Growth Stocks
Stocks of companies expected to grow revenue and earnings faster than the overall market.
What Are Growth Stocks?
Growth stocks are shares of companies that are expected to grow their revenue and earnings at a rate significantly above the average for the market. These companies typically reinvest their profits back into the business rather than paying dividends, prioritizing expansion, R&D, and market share capture over immediate returns to shareholders.
Classic growth stocks include technology companies like NVIDIA, Amazon, and Tesla — companies that may have high P/E ratios but justify their valuations through rapid revenue growth and expanding addressable markets.
Growth Stock Characteristics
- High revenue growth: Typically 20%+ year-over-year revenue growth, sometimes 50%+ for high-growth companies.

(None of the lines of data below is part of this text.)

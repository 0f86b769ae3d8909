// Leadflow Engine - Execution audit trail
//
// Every execution record lands here when it is created and is finalized in
// place when it reaches a terminal status. Nothing is ever deleted by this
// subsystem; retention/expiry belongs to whoever embeds the engine.

use dashmap::DashMap;

use leadflow_core::WorkflowExecution;

/// In-memory execution history, keyed by execution id
#[derive(Default)]
pub struct ExecutionLog {
    executions: DashMap<String, WorkflowExecution>,
}

impl ExecutionLog {
    pub fn new() -> Self {
        Self {
            executions: DashMap::new(),
        }
    }

    /// Record a newly created execution
    pub fn insert(&self, execution: WorkflowExecution) {
        self.executions.insert(execution.id.clone(), execution);
    }

    /// Overwrite an execution with its finalized form. The engine owns the
    /// record exclusively, so this is the single writer.
    pub fn finalize(&self, execution: WorkflowExecution) {
        self.executions.insert(execution.id.clone(), execution);
    }

    /// Fetch one execution by id
    pub fn get(&self, id: &str) -> Option<WorkflowExecution> {
        self.executions.get(id).map(|r| r.value().clone())
    }

    /// All executions of one workflow, newest first
    pub fn by_workflow(&self, workflow_id: &str) -> Vec<WorkflowExecution> {
        let mut executions: Vec<WorkflowExecution> = self
            .executions
            .iter()
            .filter(|r| r.value().workflow_id == workflow_id)
            .map(|r| r.value().clone())
            .collect();
        executions.sort_by(|a, b| b.started_at.cmp(&a.started_at));
        executions
    }

    /// All executions of one tenant, newest first
    pub fn by_tenant(&self, tenant_id: &str) -> Vec<WorkflowExecution> {
        let mut executions: Vec<WorkflowExecution> = self
            .executions
            .iter()
            .filter(|r| r.value().tenant_id == tenant_id)
            .map(|r| r.value().clone())
            .collect();
        executions.sort_by(|a, b| b.started_at.cmp(&a.started_at));
        executions
    }

    pub fn len(&self) -> usize {
        self.executions.len()
    }

    pub fn is_empty(&self) -> bool {
        self.executions.is_empty()
    }
}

- High P/E ratios: Growth stocks often trade at 30-100x earnings (or more), compared to 15-20x for the broader market.
- Low or no dividends: Profits are reinvested for growth rather than distributed to shareholders.
- High volatility: Growth stocks tend to be more volatile than value stocks, especially around earnings reports.
Growth Stocks and Earnings Season
Earnings season is make-or-break for growth stocks. These companies live and die by their growth rate — a deceleration from 40% to 30% growth can trigger a massive sell-off, even though 30% growth is still exceptional. The market values growth stocks on future expectations, so guidance and forward-looking metrics matter even more than the current quarter's numbers.
Growth vs. Value: The Eternal Debate
Growth and value investing take turns outperforming. Growth dominated from 2010-2021, powered by the tech boom and low interest rates. Value staged a comeback in 2022 when rising rates crushed growth valuations. Understanding which style is in favor helps you calibrate your earnings predictions on EarningsShot.